# Lyft goal 1 billion autonomous electric rides per year by 2025



## SLuz (Oct 20, 2016)

https://techcrunch.com/2017/06/15/l...n-autonomous-electric-rides-per-year-by-2025/

Lyft has set itself some concrete goals for its renewed commitment to the Paris climate agreement, in spite of Trump's announcement that the U.S. as a nation would be pulling out of the accord. Those goals focus primarily on Lyft's autonomous ambitions, and so are contingent on the ride hailing company accomplishing its self-driving vision at scale, but they're laudable goals nonetheless.

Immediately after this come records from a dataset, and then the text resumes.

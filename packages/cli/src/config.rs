//! Optional TOML configuration file.
//!
//! ```toml
//! [pipeline]
//! window_minutes = 30
//! threshold = 3
//! alert_window_minutes = 60
//! alert_threshold = 3
//! summarizer_timeout_secs = 20
//!
//! [summarizer]
//! kind = "llm"
//! ```
//!
//! Every key is optional. Command-line flags override file values.

use std::path::Path;

use city_pulse_signal_models::{
    DEFAULT_ALERT_WINDOW_MINUTES, DEFAULT_SPIKE_THRESHOLD, DEFAULT_SYNTHESIS_WINDOW_MINUTES,
};
use serde::Deserialize;

/// Config file read from the working directory when `--config` is absent.
pub const DEFAULT_CONFIG_FILE: &str = "city_pulse.toml";

/// Errors that can occur while loading configuration.
#[derive(Debug, thiserror::Error)]
pub enum ConfigError {
    /// I/O error (file read).
    #[error("I/O error reading {path}: {source}")]
    Io {
        /// The file being read.
        path: String,
        /// The underlying error.
        source: std::io::Error,
    },

    /// TOML parsing failed.
    #[error("TOML parse error: {0}")]
    Toml(#[from] toml::de::Error),
}

/// Which summarizer backend to use.
#[derive(Debug, Clone, Copy, Default, PartialEq, Eq, Deserialize, clap::ValueEnum)]
#[serde(rename_all = "lowercase")]
pub enum SummarizerKind {
    /// Offline keyword rules.
    #[default]
    Rule,
    /// LLM provider configured through `AI_*` environment variables.
    Llm,
}

/// `[pipeline]` section.
#[derive(Debug, Clone, PartialEq, Eq, Deserialize)]
#[serde(default, deny_unknown_fields)]
pub struct PipelineSection {
    /// Synthesis window in minutes.
    pub window_minutes: i64,
    /// Synthesis spike threshold.
    pub threshold: usize,
    /// Alert window in minutes.
    pub alert_window_minutes: i64,
    /// Alert spike threshold.
    pub alert_threshold: usize,
    /// Per-call summarizer deadline in seconds.
    pub summarizer_timeout_secs: Option<u64>,
}

impl Default for PipelineSection {
    fn default() -> Self {
        Self {
            window_minutes: DEFAULT_SYNTHESIS_WINDOW_MINUTES,
            threshold: DEFAULT_SPIKE_THRESHOLD,
            alert_window_minutes: DEFAULT_ALERT_WINDOW_MINUTES,
            alert_threshold: DEFAULT_SPIKE_THRESHOLD,
            summarizer_timeout_secs: None,
        }
    }
}

/// `[summarizer]` section.
#[derive(Debug, Clone, Default, PartialEq, Eq, Deserialize)]
#[serde(default, deny_unknown_fields)]
pub struct SummarizerSection {
    /// Backend kind.
    pub kind: SummarizerKind,
}

/// Whole configuration file.
#[derive(Debug, Clone, Default, PartialEq, Eq, Deserialize)]
#[serde(default, deny_unknown_fields)]
pub struct PulseConfig {
    /// Pipeline tuning.
    pub pipeline: PipelineSection,
    /// Summarizer selection.
    pub summarizer: SummarizerSection,
}

impl PulseConfig {
    /// Parses configuration from TOML text.
    ///
    /// # Errors
    ///
    /// Returns [`ConfigError::Toml`] for malformed TOML or unknown keys.
    pub fn parse(text: &str) -> Result<Self, ConfigError> {
        Ok(toml::de::from_str(text)?)
    }

    /// Loads configuration.
    ///
    /// An explicit `path` must exist. Without one, [`DEFAULT_CONFIG_FILE`]
    /// is read if present and defaults are used otherwise.
    ///
    /// # Errors
    ///
    /// Returns [`ConfigError`] if the file cannot be read or parsed.
    pub fn load(path: Option<&Path>) -> Result<Self, ConfigError> {
        let path = match path {
            Some(path) => path,
            None => {
                let default = Path::new(DEFAULT_CONFIG_FILE);
                if !default.exists() {
                    log::debug!("No {DEFAULT_CONFIG_FILE} found, using defaults");
                    return Ok(Self::default());
                }
                default
            }
        };

        let text = std::fs::read_to_string(path).map_err(|source| ConfigError::Io {
            path: path.display().to_string(),
            source,
        })?;
        log::info!("Loaded configuration from {}", path.display());
        Self::parse(&text)
    }
}
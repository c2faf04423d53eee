//! Flat reports over a finished analysis
//!
//! Reports are plain sorted row vectors. Renderers in the submodules turn them
//! into console tables, JSON or CSV; none of them touch analysis state.

pub mod csv;
pub mod json;
pub mod text;

use crate::attribution::ShaderStats;
use crate::markers::{MarkerId, MarkerInstance};
use serde::Serialize;

/// Normalise an optional frame count for per-frame averages
///
/// Missing, zero or negative counts become 1.
///
/// # Example
/// ```
/// use glscope::report::normalize_frame_count;
///
/// assert_eq!(normalize_frame_count(Some(120)), 120);
/// assert_eq!(normalize_frame_count(Some(0)), 1);
/// assert_eq!(normalize_frame_count(None), 1);
/// ```
pub fn normalize_frame_count(frames: Option<i64>) -> u64 {
    match frames {
        Some(n) if n > 0 => n as u64,
        _ => 1,
    }
}

/// One row of the per-shader report
#[derive(Debug, Clone, PartialEq, Eq, Serialize)]
pub struct ShaderRow {
    pub name: String,
    pub draws: u64,
    pub gpu_time_ns: u64,
    pub app_timer_ns: u64,
}

impl ShaderRow {
    /// Sort key: the larger of driver GPU time and credited app-timer time
    pub fn weight(&self) -> u64 {
        self.gpu_time_ns.max(self.app_timer_ns)
    }

    pub fn gpu_per_frame_ms(&self, frame_count: u64) -> f64 {
        ns_to_ms(self.gpu_time_ns) / frame_count.max(1) as f64
    }
}

/// One row of the per-debug-group-instance report
#[derive(Debug, Clone, PartialEq, Eq, Serialize)]
pub struct MarkerRow {
    pub id: MarkerId,
    pub label: String,
    pub start: u64,
    pub end: u64,
    pub calls: u64,
    pub gpu_time_ns: u64,
    pub timer_ns: u64,
    pub has_own_timer: bool,
    pub is_sum: bool,
}

impl From<&MarkerInstance> for MarkerRow {
    fn from(marker: &MarkerInstance) -> Self {
        Self {
            id: marker.id,
            label: marker.label.clone(),
            start: marker.start,
            end: marker.end,
            calls: marker.calls,
            gpu_time_ns: marker.gpu_time,
            timer_ns: marker.duration_ns(),
            has_own_timer: marker.has_own_timer(),
            is_sum: marker.is_sum(),
        }
    }
}

/// Counts describing what the run consumed
#[derive(Debug, Clone, Copy, Default, PartialEq, Eq, Serialize)]
pub struct RunSummary {
    pub shader_labels: usize,
    pub marker_instances: usize,
    pub timestamp_fetches: usize,
    pub unmatched_pops: usize,
    pub unclosed_pushes: usize,
    pub rows_attributed: u64,
    pub rows_skipped: u64,
}

/// Both aggregate reports plus run metadata
#[derive(Debug, Clone, PartialEq, Serialize)]
pub struct AnalysisReport {
    pub frame_count: u64,
    pub summary: RunSummary,
    /// Descending by [`ShaderRow::weight`]; ties keep first-seen order
    pub shaders: Vec<ShaderRow>,
    /// Ascending by start call; ties keep instance order
    pub markers: Vec<MarkerRow>,
}

impl AnalysisReport {
    pub fn new(
        stats: &ShaderStats,
        markers: &[MarkerInstance],
        summary: RunSummary,
        frame_count: u64,
    ) -> Self {
        let mut shaders: Vec<ShaderRow> = stats
            .iter()
            .map(|(name, stat)| ShaderRow {
                name: name.to_string(),
                draws: stat.draws,
                gpu_time_ns: stat.gpu_time,
                app_timer_ns: stat.app_timer,
            })
            .collect();
        shaders.sort_by(|a, b| b.weight().cmp(&a.weight()));

        let mut markers: Vec<MarkerRow> = markers.iter().map(MarkerRow::from).collect();
        markers.sort_by_key(|m| m.start);

        Self {
            frame_count: frame_count.max(1),
            summary,
            shaders,
            markers,
        }
    }
}

pub(crate) fn ns_to_ms(ns: u64) -> f64 {
    ns as f64 / 1e6
}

The targets Lyft has set include powering 100 percent of the autonomous electric vehicles using its platform in the future from 100 percent renewable energy - starting from day one, which means beginning with the couple of cars Lyft is fielding in partnership with Nutonomy on Boston streets starting a little later on this year. Lyft announced that it would be running some Renault Zoe electric cars outfitted with Nutonomy's autonomous vehicle tech earlier this month.

Lyft is also seeking to provide at minimum 1 billion rides per year via electric autonomous vehicles by 2025. That's a tall order, given that Lyft provided 160 million rides in 2016, the company revealed at the beginning of this year. A minimum of 1 billion rides in 2025, solely from autonomous electric vehicles, envisions dramatic, sustained, year-over-year growth between now and then.

Finally, Lyft says it will reduce CO2 emissions across the U.S. transportation sector by at minimum 5 million tons annually by 2025, which sounds like a reasonable result provided it manages to achieve the above ride numbers.

These are all goals that seem to rely heavily on Lyft making good on its plans to combine autonomous and electrification trends with a wide range of automaker and self-driving company partnerships to maximize its reach. It'll also require driverless tech to continue to develop, to accelerate its advent and to be received smoothly by regulators, all of which seem like optimistic goals. Eight years can seem like a long time in some contexts, but as a timeframe for a change this dramatic, it seems like no time at all.


----------



## Maven (Feb 9, 2017)

SLuz said:


> https://techcrunch.com/2017/06/15/l...n-autonomous-electric-rides-per-year-by-2025/
> 
> Lyft has set itself some concrete goals for its renewed commitment to the Paris climate agreement, in spite of Trump's announcement that the U.S. as a nation would be pulling out of the accord. Those goals focus primarily on Lyft's autonomous ambitions, and so are contingent on the ride hailing company accomplishing its self-driving vision at scale, but they're laudable goals nonetheless.
> 
> ...


Lyft's "Concrete goals" are a pretty fantasy. It took Uber six years to complete it's first billion rides as the undisputed industry leader. For Lyft to match this, Lyft would have to either replace Uber as industry leader or at least double its current 21% market share.


----------



## Christian Prenzler (Jun 19, 2017)

I think this is super cool, I will definitely be using Lyft more than Uber- especially with all the new issues with Travis and co


----------



## PepeLePiu (Feb 3, 2017)

At 1 billion rides, how many do you think will end up in disaster?
Is a tall order but only takes one little misstep to derail Lyft and Uber's dreams of grandeur. The current infrastructure does not allow for full use of autonomous vehicles, as of of right now I call it a pipe dream.


----------



## RamzFanz (Jan 31, 2015)

PepeLePiu said:


> At 1 billion rides, how many do you think will end up in disaster?
> Is a tall order but only takes one little misstep to derail Lyft and Uber's dreams of grandeur. The current infrastructure does not allow for full use of autonomous vehicles, as of of right now I call it a pipe dream.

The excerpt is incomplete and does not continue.